DES MOINES, Iowa — Homes and cars in parts of Nebraska and Iowa were pummeled Tuesday by baseball-sized hail and damaging winds as potentially dangerous storms targeted a swath of the Midwest, including the Omaha area, where flooding left dozens of drivers stranded and prompted home evacuations.
The National Weather Service said reports of hail damage and flooding had begun to trickle in as storms pushed into Nebraska and continued eastward.
Officials said the highest risk for severe weather was centered in parts of eastern Nebraska, western and southern Iowa, and northeast Missouri. Officials said there was the potential for a weather event called a derecho, which is a storm of strong straight-line winds spanning at least 240 miles.

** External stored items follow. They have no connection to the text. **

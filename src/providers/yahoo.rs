//! Yahoo Finance v8 chart client.
//!
//! Serves full daily history natively. Timestamps are session opens in UTC;
//! they are shifted by the exchange's `gmtoffset` before taking the date so
//! stored dates are the exchange's own calendar days.

use crate::config::HttpConfig;
use crate::models::{DailyBar, DateRange, RawBar, Source};
use crate::providers::cleaner::{normalise_symbol, to_bars, BarMeta};
use crate::providers::error::ProviderError;
use crate::providers::http_client::HttpClient;
use crate::providers::BarSource;
use anyhow::Result;
use async_trait::async_trait;
use chrono::{DateTime, NaiveDate, Utc};
use serde::Deserialize;
use tracing::debug;
use url::Url;

const BASE_URL: &str = "https://query2.finance.yahoo.com/v8/finance/chart";
const SOURCE: Source = Source::Yahoo;

#[derive(Debug, Deserialize)]
struct ChartResponse {
    chart: ChartResult,
}

#[derive(Debug, Deserialize)]
struct ChartResult {
    result: Option<Vec<ChartData>>,
    error: Option<ChartError>,
}

#[derive(Debug, Deserialize)]
struct ChartError {
    code: String,
    description: String,
}

#[derive(Debug, Deserialize)]
struct ChartData {
    meta: Option<ChartMeta>,
    timestamp: Option<Vec<i64>>,
    indicators: Indicators,
}

#[derive(Debug, Deserialize)]
#[serde(rename_all = "camelCase")]
struct ChartMeta {
    #[serde(default)]
    gmtoffset: i64,
}

#[derive(Debug, Deserialize)]
struct Indicators {
    quote: Vec<QuoteData>,
}

#[derive(Debug, Default, Deserialize)]
#[serde(default)]
struct QuoteData {
    open: Vec<Option<f64>>,
    high: Vec<Option<f64>>,
    low: Vec<Option<f64>>,
    close: Vec<Option<f64>>,
    volume: Vec<Option<f64>>,
}

/// Market flavour of the Yahoo collector.
#[derive(Debug, Clone, Copy, PartialEq, Eq)]
pub enum Market {
    Us,
    /// Ho Chi Minh exchange; tickers carry a `.VN` suffix on Yahoo.
    Vn,
}

impl Market {
    fn meta(&self) -> BarMeta {
        let (exchange, currency) = match self {
            Market::Us => ("NYSE", "USD"),
            Market::Vn => ("HOSE", "VND"),
        };
        BarMeta {
            sector: None,
            exchange: Some(exchange.to_string()),
            currency: Some(currency.to_string()),
        }
    }

    /// Ticker as Yahoo knows it.
    pub fn request_symbol(&self, symbol: &str) -> String {
        let symbol = normalise_symbol(symbol);
        match self {
            Market::Vn if !symbol.ends_with(".VN") => format!("{}.VN", symbol),
            _ => symbol,
        }
    }

    /// Ticker as stored in the warehouse.
    pub fn stored_symbol(&self, symbol: &str) -> String {
        let symbol = normalise_symbol(symbol);
        match self {
            Market::Vn => symbol.trim_end_matches(".VN").to_string(),
            Market::Us => symbol,
        }
    }
}

pub struct YahooClient {
    client: HttpClient,
    market: Market,
    base_url: String,
}

impl YahooClient {
    pub fn new(config: &HttpConfig, market: Market) -> Result<Self> {
        Ok(Self {
            client: HttpClient::new(config, SOURCE)?.with_browser_agents(),
            market,
            base_url: BASE_URL.to_string(),
        })
    }

    /// `period2` is exclusive, so the end date is pushed one day forward.
    fn chart_url(&self, symbol: &str, range: DateRange) -> Result<Url, ProviderError> {
        let period1 = range.start.and_time(chrono::NaiveTime::MIN).and_utc().timestamp();
        let period2 = (range.end + chrono::Duration::days(1))
            .and_time(chrono::NaiveTime::MIN)
            .and_utc()
            .timestamp();
        let (p1, p2) = (period1.to_string(), period2.to_string());

        Url::parse_with_params(
            &format!("{}/{}", self.base_url, symbol),
            &[
                ("period1", p1.as_str()),
                ("period2", p2.as_str()),
                ("interval", "1d"),
            ],
        )
        .map_err(|e| ProviderError::malformed(SOURCE, e))
    }
}

/// Exchange-local calendar date of a UTC timestamp.
fn local_date(ts: i64, gmtoffset: i64) -> Option<NaiveDate> {
    DateTime::from_timestamp(ts + gmtoffset, 0).map(|dt| dt.date_naive())
}

/// Parse a chart body into rows with naive exchange-local dates.
pub fn parse_chart(body: &str, symbol: &str) -> Result<Vec<RawBar>, ProviderError> {
    let resp: ChartResponse =
        serde_json::from_str(body).map_err(|e| ProviderError::malformed(SOURCE, e))?;

    if let Some(err) = resp.chart.error {
        if err.code == "Not Found" {
            return Err(ProviderError::no_data(SOURCE, symbol));
        }
        return Err(ProviderError::Api {
            provider: SOURCE,
            message: format!("{}: {}", err.code, err.description),
        });
    }

    let Some(data) = resp.chart.result.and_then(|r| r.into_iter().next()) else {
        return Err(ProviderError::no_data(SOURCE, symbol));
    };

    let gmtoffset = data.meta.map(|m| m.gmtoffset).unwrap_or_default();
    let timestamps = data.timestamp.unwrap_or_default();
    let quote = data.indicators.quote.into_iter().next().unwrap_or_default();

    let at = |col: &Vec<Option<f64>>, i: usize| col.get(i).copied().flatten();

    Ok(timestamps
        .iter()
        .enumerate()
        .map(|(i, &ts)| RawBar {
            date: local_date(ts, gmtoffset),
            open: at(&quote.open, i),
            high: at(&quote.high, i),
            low: at(&quote.low, i),
            close: at(&quote.close, i),
            volume: at(&quote.volume, i),
        })
        .collect())
}

#[async_trait]
impl BarSource for YahooClient {
    fn id(&self) -> Source {
        SOURCE
    }

    async fn fetch(&self, symbol: &str, range: DateRange) -> Result<Vec<DailyBar>, ProviderError> {
        let ticker = self.market.request_symbol(symbol);
        let url = self.chart_url(&ticker, range)?;
        let body = self.client.get_text(url).await?;

        let rows: Vec<RawBar> = parse_chart(&body, &ticker)?
            .into_iter()
            .filter(|r| r.date.is_some_and(|d| range.contains(d)))
            .collect();

        let stored = self.market.stored_symbol(symbol);
        let bars = to_bars(&stored, &rows, SOURCE, &self.market.meta(), Utc::now().naive_utc());
        debug!("{}: {} bars in {}", ticker, bars.len(), range);

        if bars.is_empty() {
            return Err(ProviderError::no_data(SOURCE, &ticker));
        }
        Ok(bars)
    }
}
//! Re-signing test bundles
//!
//! Xcode injects its own test frameworks into test hosts and UI test
//! runners after Bazel signed them, which breaks the signature on device.
//! They are re-signed with the identity Bazel used for the test bundle.

use std::collections::HashMap;
use std::fs;
use std::io;
use std::path::{Path, PathBuf};

use thiserror::Error;
use tracing::{debug, info};

use crate::config::XcodeEnv;
use crate::process::CommandRunner;
use crate::report::Timer;

/// Libraries and frameworks Xcode injects into test bundles, relative to
/// the bundle's `Frameworks/` folder.
pub const XCODE_INJECTED_FRAMEWORKS: &[&str] = &[
    "libXCTestBundleInject.dylib",
    "libXCTestSwiftSupport.dylib",
    "IDEBundleInjection.framework",
    "XCTAutomationSupport.framework",
    "XCTest.framework",
    "XCTestCore.framework",
    "XCTestSupport.framework",
    "XCUnit.framework",
    "XCUIAutomation.framework",
];

/// Signing errors
#[derive(Debug, Error)]
pub enum SigningError {
    #[error("Failed to read the signature of {path}: {reason}")]
    Inspect { path: PathBuf, reason: String },

    #[error("Re-sign command {command:?} failed. {output}")]
    Resign {
        command: Vec<String>,
        exit_code: i32,
        output: String,
    },

    #[error("Failed to extract {attribute} from the signature of {path}")]
    MissingAttribute {
        attribute: &'static str,
        path: PathBuf,
    },

    #[error("Could not instantiate UI runner entitlements at {path}: {source}")]
    Entitlements {
        path: PathBuf,
        #[source]
        source: io::Error,
    },
}

impl SigningError {
    pub fn exit_code(&self) -> i32 {
        match self {
            SigningError::Resign { exit_code, .. } => 800 + exit_code,
            _ => 800,
        }
    }
}

/// Result type for signing
pub type SigningResult<T> = Result<T, SigningError>;

/// Signature attributes from `codesign -dvv`.
#[derive(Debug, Clone, Default, PartialEq, Eq)]
pub struct CodesignAttributes {
    pub authority: Option<String>,
    pub identifier: Option<String>,
    pub team_identifier: Option<String>,
}

impl CodesignAttributes {
    /// Take the first `Authority=`, `Identifier=` and `TeamIdentifier=` line.
    pub fn parse(output: &str) -> Self {
        let first = |name: &str| {
            output.lines().find_map(|line| {
                line.strip_prefix(name)
                    .and_then(|rest| rest.strip_prefix('='))
                    .map(|value| value.trim_end().to_string())
            })
        };
        Self {
            authority: first("Authority"),
            identifier: first("Identifier"),
            team_identifier: first("TeamIdentifier"),
        }
    }
}

/// Re-signs bundles, inspecting each signed bundle at most once per run.
pub struct SigningCoordinator<'a> {
    runner: &'a dyn CommandRunner,
    attributes: HashMap<PathBuf, CodesignAttributes>,
}

impl<'a> SigningCoordinator<'a> {
    pub fn new(runner: &'a dyn CommandRunner) -> Self {
        Self {
            runner,
            attributes: HashMap::new(),
        }
    }

    /// Signature attributes of `bundle`, from cache when already inspected.
    pub fn attributes(&mut self, bundle: &Path) -> SigningResult<&CodesignAttributes> {
        if !self.attributes.contains_key(bundle) {
            let timer = Timer::start(format!("Extracting signature for {}", bundle.display()));
            let args = vec![
                "codesign".to_string(),
                "-dvv".to_string(),
                bundle.display().to_string(),
            ];
            let out = self
                .runner
                .run("xcrun", &args)
                .map_err(|e| SigningError::Inspect {
                    path: bundle.to_path_buf(),
                    reason: e.to_string(),
                })?;
            timer.end();
            if !out.is_success() {
                return Err(SigningError::Inspect {
                    path: bundle.to_path_buf(),
                    reason: out.output.trim().to_string(),
                });
            }
            self.attributes
                .insert(bundle.to_path_buf(), CodesignAttributes::parse(&out.output));
        }
        self.attributes
            .get(bundle)
            .ok_or_else(|| SigningError::Inspect {
                path: bundle.to_path_buf(),
                reason: "signature cache miss".to_string(),
            })
    }

    fn attribute(
        &mut self,
        bundle: &Path,
        name: &'static str,
        pick: fn(&CodesignAttributes) -> Option<&String>,
    ) -> SigningResult<String> {
        pick(self.attributes(bundle)?)
            .cloned()
            .ok_or(SigningError::MissingAttribute {
                attribute: name,
                path: bundle.to_path_buf(),
            })
    }

    /// Sign `path` with `identity`, keeping its entitlements unless a new
    /// entitlements file is given.
    pub fn resign_bundle(
        &self,
        path: &Path,
        identity: &str,
        entitlements: Option<&Path>,
    ) -> SigningResult<()> {
        let timer = Timer::start(format!("Signing {}", path.display()));
        let mut args: Vec<String> = ["codesign", "-f", "--timestamp=none", "-s", identity]
            .iter()
            .map(|s| s.to_string())
            .collect();
        match entitlements {
            Some(file) => {
                args.push("--entitlements".to_string());
                args.push(file.display().to_string());
            }
            None => args.push("--preserve-metadata=entitlements".to_string()),
        }
        args.push(path.display().to_string());

        let command = || {
            let mut command = vec!["xcrun".to_string()];
            command.extend(args.iter().cloned());
            command
        };
        let out = self.runner.run("xcrun", &args).map_err(|e| SigningError::Resign {
            command: command(),
            exit_code: 0,
            output: e.to_string(),
        })?;
        timer.end();
        if !out.is_success() {
            return Err(SigningError::Resign {
                command: command(),
                exit_code: out.exit_code,
                output: out.output,
            });
        }
        Ok(())
    }

    /// Re-sign whichever injected frameworks are present in `bundle`.
    pub fn resign_injected_frameworks(&self, bundle: &Path, identity: &str) -> SigningResult<usize> {
        let mut signed = 0;
        for name in XCODE_INJECTED_FRAMEWORKS {
            let path = bundle.join("Frameworks").join(name);
            if path.exists() {
                self.resign_bundle(&path, identity, None)?;
                signed += 1;
            }
        }
        debug!(bundle = %bundle.display(), signed, "re-signed injected frameworks");
        Ok(signed)
    }

    /// Write `<output_dir>/<product>_UIRunner.entitlements` from `template`
    /// with the reference bundle's team and bundle identifiers filled in.
    pub fn instantiate_runner_entitlements(
        &mut self,
        template: &Path,
        output_dir: &Path,
        product_name: &str,
        reference_bundle: &Path,
    ) -> SigningResult<PathBuf> {
        let team = self.attribute(reference_bundle, "TeamIdentifier", |a| {
            a.team_identifier.as_ref()
        })?;
        let bundle_id =
            self.attribute(reference_bundle, "Identifier", |a| a.identifier.as_ref())?;

        let output = output_dir.join(format!("{product_name}_UIRunner.entitlements"));
        let write = || -> io::Result<()> {
            let contents = fs::read_to_string(template)?
                .replace("$(TeamIdentifier)", &team)
                .replace("$(BundleIdentifier)", &bundle_id);
            fs::create_dir_all(output_dir)?;
            if output.exists() {
                fs::remove_file(&output)?;
            }
            fs::write(&output, contents)
        };
        write().map_err(|source| SigningError::Entitlements {
            path: output.clone(),
            source,
        })?;
        Ok(output)
    }

    /// Re-sign what Xcode injected into the current test target.
    ///
    /// Unit tests re-sign the test host's frameworks; UI tests re-sign the
    /// runner's frameworks and then the runner itself with fresh
    /// entitlements. Nothing happens unless code signing is allowed.
    pub fn resign_test_artifacts(&mut self, env: &XcodeEnv, product_name: &str) -> SigningResult<()> {
        if !env.is_test() || !env.code_signing_allowed {
            return Ok(());
        }

        let reference = env.artifact_output_path();
        let identity = self.attribute(&reference, "Authority", |a| a.authority.as_ref())?;
        let timer = Timer::start("Re-signing injected test host artifacts");

        match &env.test_host {
            Some(test_host) => {
                let host_bundle = test_host.parent().unwrap_or(test_host);
                self.resign_injected_frameworks(host_bundle, &identity)?;
            }
            None => {
                let runner = &env.codesigning_folder_path;
                self.resign_injected_frameworks(runner, &identity)?;
                let output_dir = env
                    .derived_sources_dir
                    .clone()
                    .unwrap_or_else(|| env.target_build_dir.clone());
                let entitlements = self.instantiate_runner_entitlements(
                    &env.runner_entitlements_template(),
                    &output_dir,
                    product_name,
                    &reference,
                )?;
                self.resign_bundle(runner, &identity, Some(&entitlements))?;
            }
        }

        info!(identity = %identity, "re-signed test artifacts");
        timer.end();
        Ok(())
    }
}

#[cfg(test)]
mod tests {
    use super::*;
    use crate::process::{CommandOutput, MockRunner};
    use tempfile::TempDir;

    const CODESIGN_OUTPUT: &str = "\
Executable=/dd/App.app/App
Identifier=com.example.app
Format=app bundle with Mach-O thin (arm64)
Authority=Apple Development: Dev (ABCDE12345)
Authority=Apple Worldwide Developer Relations Certification Authority
TeamIdentifier=TEAM123456
";

    #[test]
    fn test_parse_attributes() {
        let attrs = CodesignAttributes::parse(CODESIGN_OUTPUT);
        assert_eq!(attrs.authority.as_deref(), Some("Apple Development: Dev (ABCDE12345)"));
        assert_eq!(attrs.identifier.as_deref(), Some("com.example.app"));
        assert_eq!(attrs.team_identifier.as_deref(), Some("TEAM123456"));

        assert_eq!(CodesignAttributes::parse("nothing"), CodesignAttributes::default());
    }

    #[test]
    fn test_attributes_are_cached_per_bundle() {
        let runner = MockRunner::new();
        runner.respond_by_default(CommandOutput::success(CODESIGN_OUTPUT));
        let mut signing = SigningCoordinator::new(&runner);

        signing.attributes(Path::new("/a/App.app")).unwrap();
        signing.attributes(Path::new("/a/App.app")).unwrap();
        signing.attributes(Path::new("/a/Other.app")).unwrap();

        assert_eq!(runner.count("xcrun codesign -dvv /a/App.app"), 1);
        assert_eq!(runner.count("xcrun codesign -dvv"), 2);
    }

    #[test]
    fn test_resign_command_line() {
        let runner = MockRunner::new();
        runner.respond_by_default(CommandOutput::success(""));
        let signing = SigningCoordinator::new(&runner);

        signing.resign_bundle(Path::new("/x/A.app"), "ID", None).unwrap();
        signing
            .resign_bundle(Path::new("/x/A.app"), "ID", Some(Path::new("/e.plist")))
            .unwrap();

        let calls = runner.calls();
        assert_eq!(
            calls[0].join(" "),
            "xcrun codesign -f --timestamp=none -s ID --preserve-metadata=entitlements /x/A.app"
        );
        assert_eq!(
            calls[1].join(" "),
            "xcrun codesign -f --timestamp=none -s ID --entitlements /e.plist /x/A.app"
        );
    }

    #[test]
    fn test_resign_failure_exit_code() {
        let runner = MockRunner::new();
        runner.respond("xcrun codesign -f", CommandOutput::failure(1, "no identity"));
        let signing = SigningCoordinator::new(&runner);

        let err = signing.resign_bundle(Path::new("/x"), "ID", None).unwrap_err();
        assert_eq!(err.exit_code(), 801);
    }

    #[test]
    fn test_only_present_frameworks_are_resigned() {
        let dir = TempDir::new().unwrap();
        let bundle = dir.path().join("Host.app");
        fs::create_dir_all(bundle.join("Frameworks/XCTest.framework")).unwrap();
        fs::write(bundle.join("Frameworks/libXCTestSwiftSupport.dylib"), "").unwrap();

        let runner = MockRunner::new();
        runner.respond_by_default(CommandOutput::success(""));
        let signing = SigningCoordinator::new(&runner);

        assert_eq!(signing.resign_injected_frameworks(&bundle, "ID").unwrap(), 2);
        assert_eq!(runner.calls().len(), 2);
    }

    #[test]
    fn test_runner_entitlements() {
        let dir = TempDir::new().unwrap();
        let template = dir.path().join("iOSXCTRunner.entitlements");
        fs::write(
            &template,
            "<string>$(TeamIdentifier).$(BundleIdentifier)</string>",
        )
        .unwrap();

        let runner = MockRunner::new();
        runner.respond_by_default(CommandOutput::success(CODESIGN_OUTPUT));
        let mut signing = SigningCoordinator::new(&runner);

        let out = signing
            .instantiate_runner_entitlements(
                &template,
                &dir.path().join("derived"),
                "AppUITests",
                Path::new("/dd/AppUITests.xctest"),
            )
            .unwrap();

        assert!(out.ends_with("AppUITests_UIRunner.entitlements"));
        assert_eq!(
            fs::read_to_string(out).unwrap(),
            "<string>TEAM123456.com.example.app</string>"
        );
    }
}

"This is one of these days we can't let our guard down," said Bill Bunting, forecast operations chief at the Storm Prediction Center in Norman, Okla. "It's unfortunately panning out as we thought it would."
The outbreak of severe thunderstorms has already affected parts of northern and eastern Nebraska, where residents in Norfolk and Blair reported homes and vehicles damaged by large hail. Terry Landsvork, an observation program leader for the National Weather Service in Valley, Neb., said the severe weather was forecast into today.
Landsvork said on Interstate 29 north of Council Bluffs in western Iowa, hail shattered windows in more than 25 vehicles.
In the Omaha, Neb., area, police assisted drivers stranded in floodwaters.